TASK PROMPT:
Give back nothing but the number of lines in these entries that contain the word "period".

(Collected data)

- Opening Delimiter -

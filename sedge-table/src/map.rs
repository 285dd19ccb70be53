//! Open-addressing concurrent map keyed by owned strings.
//!
//! Each slot's key pointer has three states: null (empty), a reserved
//! all-ones tag (claimed, value not yet written), or a real pointer to an
//! immutable heap string. Inserters claim a slot by CASing the key from
//! null to the tag, write the value with plain stores, then publish the
//! real key with release. Readers load keys with acquire, so a published
//! key guarantees the value it gates.

use crate::array::{ConcurrentArray, Owner};
use crate::value::SlotValue;
use foldhash::fast::FixedState;
use sedge::ReadGuard;
use std::cell::UnsafeCell;
use std::hash::BuildHasher;
use std::ptr;
use std::sync::atomic::{AtomicPtr, Ordering};

/// Claimed-but-unpublished key tag. Never dereferenced.
#[inline]
fn pending() -> *mut String {
    usize::MAX as *mut String
}

/// Exponential backoff for the claim-resolution spin.
struct Backoff {
    step: u32,
}

impl Backoff {
    #[inline]
    fn new() -> Self {
        Self { step: 0 }
    }

    #[inline]
    fn spin(&mut self) {
        for _ in 0..(1 << self.step.min(6)) {
            std::hint::spin_loop();
        }
        if self.step <= 6 {
            self.step += 1;
        }
    }
}

/// One map slot: key pointer plus the value it publishes.
pub struct MapEntry<V: SlotValue> {
    key: AtomicPtr<String>,
    value: UnsafeCell<V::Repr>,
}

impl<V: SlotValue> MapEntry<V> {
    /// The published value of this entry.
    ///
    /// # Safety
    ///
    /// The caller must have observed a real (non-null, non-pending) key in
    /// this entry with acquire ordering.
    #[inline]
    pub unsafe fn value(&self) -> V::Repr {
        // SAFETY: the key's release store ordered the value write before it.
        unsafe { *self.value.get() }
    }
}

/// Concurrent grow-only map from strings to [`SlotValue`] payloads.
pub struct ConcurrentStringMap<V: SlotValue> {
    contents: ConcurrentArray<Self>,
    hash: FixedState,
}

// SAFETY: entry values are written only by the slot's claimant before the
// key publishes, and read only after an acquire load of a published key.
unsafe impl<V: SlotValue + Send> Send for ConcurrentStringMap<V> {}
unsafe impl<V: SlotValue + Send + Sync> Sync for ConcurrentStringMap<V> {}

unsafe impl<V: SlotValue> Owner for ConcurrentStringMap<V> {
    type Slot = MapEntry<V>;

    fn alloc(capacity: usize) -> *mut MapEntry<V> {
        let mut slots: Vec<MapEntry<V>> = Vec::with_capacity(capacity);
        slots.extend((0..capacity).map(|_| MapEntry {
            key: AtomicPtr::new(ptr::null_mut()),
            value: UnsafeCell::new(V::empty()),
        }));
        Box::into_raw(slots.into_boxed_slice()) as *mut MapEntry<V>
    }

    unsafe fn destroy(slots: *mut MapEntry<V>, capacity: usize) {
        let slice = std::ptr::slice_from_raw_parts_mut(slots, capacity);
        // SAFETY: caller guarantees exclusive access; occupied entries own
        // their key string and value payload.
        unsafe {
            for entry in &*slice {
                let key = entry.key.load(Ordering::Relaxed);
                if !key.is_null() && key != pending() {
                    drop(Box::from_raw(key));
                }
                V::drop_repr(*entry.value.get());
            }
            drop(Box::from_raw(slice));
        }
    }

    unsafe fn copy(
        &self,
        dest: *mut MapEntry<V>,
        src: *mut MapEntry<V>,
        dest_cap: usize,
        src_cap: usize,
    ) {
        // SAFETY: both buffers are quiescent under the resize mutex; the
        // pre-copy grace period rules out claimed-but-unpublished entries.
        unsafe {
            for i in 0..src_cap {
                let from = &*src.add(i);
                let key = from.key.load(Ordering::Relaxed);
                if key.is_null() {
                    continue;
                }
                debug_assert!(key != pending(), "claim survived the resize grace period");

                let mut j = (self.hash.hash_one((*key).as_str()) as usize).wrapping_sub(1);
                loop {
                    j = (j + 1) & (dest_cap - 1);
                    if (*dest.add(j)).key.load(Ordering::Relaxed).is_null() {
                        break;
                    }
                }
                let to = &*dest.add(j);
                *to.value.get() = *from.value.get();
                // The array's buffer publication orders these plain stores.
                to.key.store(key, Ordering::Relaxed);
                from.key.store(ptr::null_mut(), Ordering::Relaxed);
                *from.value.get() = V::empty();
            }
        }
    }
}

impl<V: SlotValue> ConcurrentStringMap<V> {
    /// Create a map with the default initial capacity.
    pub fn new() -> Self {
        Self::with_capacity(32)
    }

    /// Create a map with the given initial capacity (power of two).
    pub fn with_capacity(capacity: usize) -> Self {
        assert!(capacity.is_power_of_two());
        Self {
            contents: ConcurrentArray::new(capacity),
            hash: FixedState::default(),
        }
    }

    #[inline]
    fn start_index(&self, key: &str) -> usize {
        (self.hash.hash_one(key) as usize).wrapping_sub(1)
    }

    /// Claim or find the entry for `key`.
    ///
    /// Returns the entry and whether this caller is the inserter. An
    /// inserting caller owns a pending claim and must publish it; a finding
    /// caller's reservation has already been given back.
    fn acquire<'g>(&'g self, rcu: &'g mut ReadGuard<'_>, key: &str) -> (&'g MapEntry<V>, bool) {
        self.contents.reserve(rcu, self, 0.75);
        let slots = self.contents.slice(rcu);
        let mask = slots.len() - 1;

        let mut i = self.start_index(key);
        loop {
            i = (i + 1) & mask;
            'slot: loop {
                let mut this_key = slots[i].key.load(Ordering::Acquire);

                // A claim in progress will resolve to a real key; wait it
                // out, then recheck.
                let mut backoff = Backoff::new();
                while this_key == pending() {
                    backoff.spin();
                    this_key = slots[i].key.load(Ordering::Acquire);
                }

                if this_key.is_null() {
                    match slots[i].key.compare_exchange(
                        ptr::null_mut(),
                        pending(),
                        Ordering::AcqRel,
                        Ordering::Relaxed,
                    ) {
                        Ok(_) => return (&slots[i], true),
                        // Lost the claim; restart from this index.
                        Err(_) => continue 'slot,
                    }
                }

                // SAFETY: real keys are immutable strings owned by the entry.
                if unsafe { (*this_key).as_str() == key } {
                    self.contents.drop_reservation();
                    return (&slots[i], false);
                }

                // Mismatched real key: keep probing.
                break 'slot;
            }
        }
    }

    /// Publish `repr` under a freshly-allocated copy of `key`.
    ///
    /// Value first, then key with release — the publication order readers
    /// rely on.
    fn publish(&self, entry: &MapEntry<V>, key: &str, repr: V::Repr) {
        // SAFETY: we hold the slot's pending claim; nobody else writes it
        // and nobody reads the value until the key publishes.
        unsafe {
            *entry.value.get() = repr;
        }
        entry
            .key
            .store(Box::into_raw(Box::new(key.to_owned())), Ordering::Release);
    }

    /// Look up `key`, inserting a default-constructed value if absent.
    pub fn get_or_insert_default(&self, rcu: &mut ReadGuard<'_>, key: &str) -> V::Repr {
        let (entry, inserter) = self.acquire(rcu, key);
        if inserter {
            let repr = V::fresh();
            self.publish(entry, key, repr);
            repr
        } else {
            // SAFETY: acquire observed this entry's published key.
            unsafe { entry.value() }
        }
    }

    /// Look up `key`, inserting `value` if absent.
    ///
    /// If the key is already present the existing value is returned and
    /// `value` is dropped.
    pub fn insert_if_absent(&self, rcu: &mut ReadGuard<'_>, key: &str, value: V) -> V::Repr {
        let (entry, inserter) = self.acquire(rcu, key);
        if inserter {
            let repr = value.into_repr();
            self.publish(entry, key, repr);
            repr
        } else {
            // SAFETY: acquire observed this entry's published key.
            unsafe { entry.value() }
        }
    }

    fn lookup(&self, guard: &ReadGuard<'_>, key: &str) -> Option<V::Repr> {
        let slots = self.contents.slice(guard);
        let mask = slots.len() - 1;

        let mut i = self.start_index(key);
        loop {
            i = (i + 1) & mask;
            let this_key = slots[i].key.load(Ordering::Acquire);
            if this_key.is_null() {
                return None;
            }
            // A claimed slot is not published; it cannot be our key, and our
            // key may still live further along the probe chain.
            if this_key == pending() {
                continue;
            }
            // SAFETY: real keys are immutable strings owned by the entry.
            if unsafe { (*this_key).as_str() == key } {
                // SAFETY: published key observed with acquire just above.
                return Some(unsafe { slots[i].value() });
            }
        }
    }

    /// Look up `key`, which must be present.
    pub fn get(&self, guard: &ReadGuard<'_>, key: &str) -> V::Repr {
        match self.lookup(guard, key) {
            Some(repr) => repr,
            None => panic!("key {key:?} not present"),
        }
    }

    /// Look up `key`, returning `absent` if it has not been published.
    pub fn get_or(&self, guard: &ReadGuard<'_>, key: &str, absent: V::Repr) -> V::Repr {
        self.lookup(guard, key).unwrap_or(absent)
    }

    /// Lower bound on the number of distinct keys; exact once all writers
    /// have finished.
    #[inline]
    pub fn len(&self) -> usize {
        self.contents.len()
    }

    /// Whether nothing has been inserted.
    #[inline]
    pub fn is_empty(&self) -> bool {
        self.len() == 0
    }

    /// Current table capacity.
    #[inline]
    pub fn capacity(&self) -> usize {
        self.contents.capacity()
    }

    /// Iterate published `(key, value)` pairs in slot order.
    ///
    /// Claimed-but-unpublished slots are skipped. The borrowed keys are
    /// valid for the caller's critical section.
    pub fn entries<'g>(
        &'g self,
        guard: &'g ReadGuard<'_>,
    ) -> impl Iterator<Item = (&'g str, V::Repr)> + 'g {
        self.contents.slice(guard).iter().filter_map(|entry| {
            let key = entry.key.load(Ordering::Acquire);
            if key.is_null() || key == pending() {
                return None;
            }
            // SAFETY: published key observed with acquire; the string and
            // the value it gates are immutable for the buffer's lifetime.
            unsafe { Some(((*key).as_str(), entry.value())) }
        })
    }

    /// Iterate the published keys in slot order.
    pub fn keys<'g>(&'g self, guard: &'g ReadGuard<'_>) -> impl Iterator<Item = &'g str> + 'g {
        self.entries(guard).map(|(key, _)| key)
    }
}

impl<V: SlotValue> Default for ConcurrentStringMap<V> {
    fn default() -> Self {
        Self::new()
    }
}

- Closing Delimiter -

ANSWER TO THIS TASK:
2